Mauritanie 1987 - 1990
1987 Un accord sur la pêche entre la CEE et la Mauritanie
Cet accord, attendu depuis 1979, se substitue aux divers accords privés précédents. Il est signé pour les 3 années à venir et entre en vigueur le 1er juillet 1987. Bien accueilli au début par les pêcheurs et armateurs, il permet d'avoir une vision plus stable de l'avenir des langoustiers.
Le contenu de l'accord de 1987 :
L'accord est conclu pour 3 ans, renouvelable.
Le prix des licences est allégé grâce à une compensation de la CEE.
Chaque navire doit embarquer 35 % de marins mauritaniens (3 matelots).
Obligation de déclarer les captures.
Le nombre de navires autorisés à pêcher la langouste rose est fixé par un quota de 3 500 tjb par mois, partagé entre Français (2 627 tjb) et Portugais (873 tjb), ces derniers ayant perdu leurs droits de pêche démersale..
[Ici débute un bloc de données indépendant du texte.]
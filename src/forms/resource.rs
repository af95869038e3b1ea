//! Resource Form

use crate::api::{self, ApiClient, Transport};
use crate::error::{SubmitError, ValidationError};
use crate::models::{Resource, ResourceCategory, ResourcePayload};
use super::{is_blank, optional_text};

pub const RESOURCE_CREATED: &str = "Resource added successfully.";

#[derive(Debug, Clone, PartialEq, Default)]
pub struct ResourceDraft {
    pub title: String,
    pub description: String,
    pub link: String,
    pub category: ResourceCategory,
}

impl ResourceDraft {
    pub fn validate(&self) -> Result<ResourcePayload, ValidationError> {
        if is_blank(&self.title) || is_blank(&self.link) {
            return Err(ValidationError::MissingRequired);
        }
        let link = self.link.trim();
        if !(link.starts_with("http://") || link.starts_with("https://")) {
            return Err(ValidationError::InvalidLink);
        }

        Ok(ResourcePayload {
            title: self.title.trim().to_string(),
            description: optional_text(&self.description),
            link: link.to_string(),
            category: self.category,
        })
    }
}

pub async fn submit_resource<T: Transport>(
    api: &ApiClient<T>,
    draft: &ResourceDraft,
) -> Result<Resource, SubmitError> {
    let payload = draft.validate()?;
    let resource = api::create_resource(api, &payload).await?;
    log::info!("created resource {}", resource.id);
    Ok(resource)
}

#[cfg(test)]
mod tests {
    use super::*;
    use crate::api::testing::{client, RecordingTransport};
    use futures::executor::block_on;

    #[test]
    fn test_requires_title_and_link() {
        let draft = ResourceDraft { title: "Breathing".into(), ..Default::default() };
        let transport = RecordingTransport::new();
        let err = block_on(submit_resource(&client(transport.clone()), &draft)).unwrap_err();

        assert_eq!(err, SubmitError::Invalid(ValidationError::MissingRequired));
        assert!(transport.requests().is_empty());
    }

    #[test]
    fn test_link_scheme() {
        let draft = ResourceDraft {
            title: "Breathing".into(),
            link: "example.org/breathe".into(),
            ..Default::default()
        };
        assert_eq!(draft.validate(), Err(ValidationError::InvalidLink));
    }

    #[test]
    fn test_payload() {
        let draft = ResourceDraft {
            title: " Breathing ".into(),
            description: "Box breathing guide".into(),
            link: "https://example.org/breathe".into(),
            category: ResourceCategory::Mental,
        };
        let payload = draft.validate().unwrap();
        assert_eq!(payload.title, "Breathing");
        assert_eq!(payload.description.as_deref(), Some("Box breathing guide"));
        assert_eq!(payload.category, ResourceCategory::Mental);
    }
}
Une vision plus stable de l'avenir des langoustiers
Les armateurs prévoient déjà de nouveaux investissements. En juin 1987, L.Y. Dhellemmes rachète la compagnie France-Langouste (les 5 langoustiers douarnenistes) et prévoit la construction de nouveaux bateaux. À cette même époque le mareyeur Furic investit et devient majoritaire dans le Portzic.
Le fait nouveau et inquiétant est l'augmentation du nombre de bateaux autorisés à prélever la langouste rose du banc d'Arguin.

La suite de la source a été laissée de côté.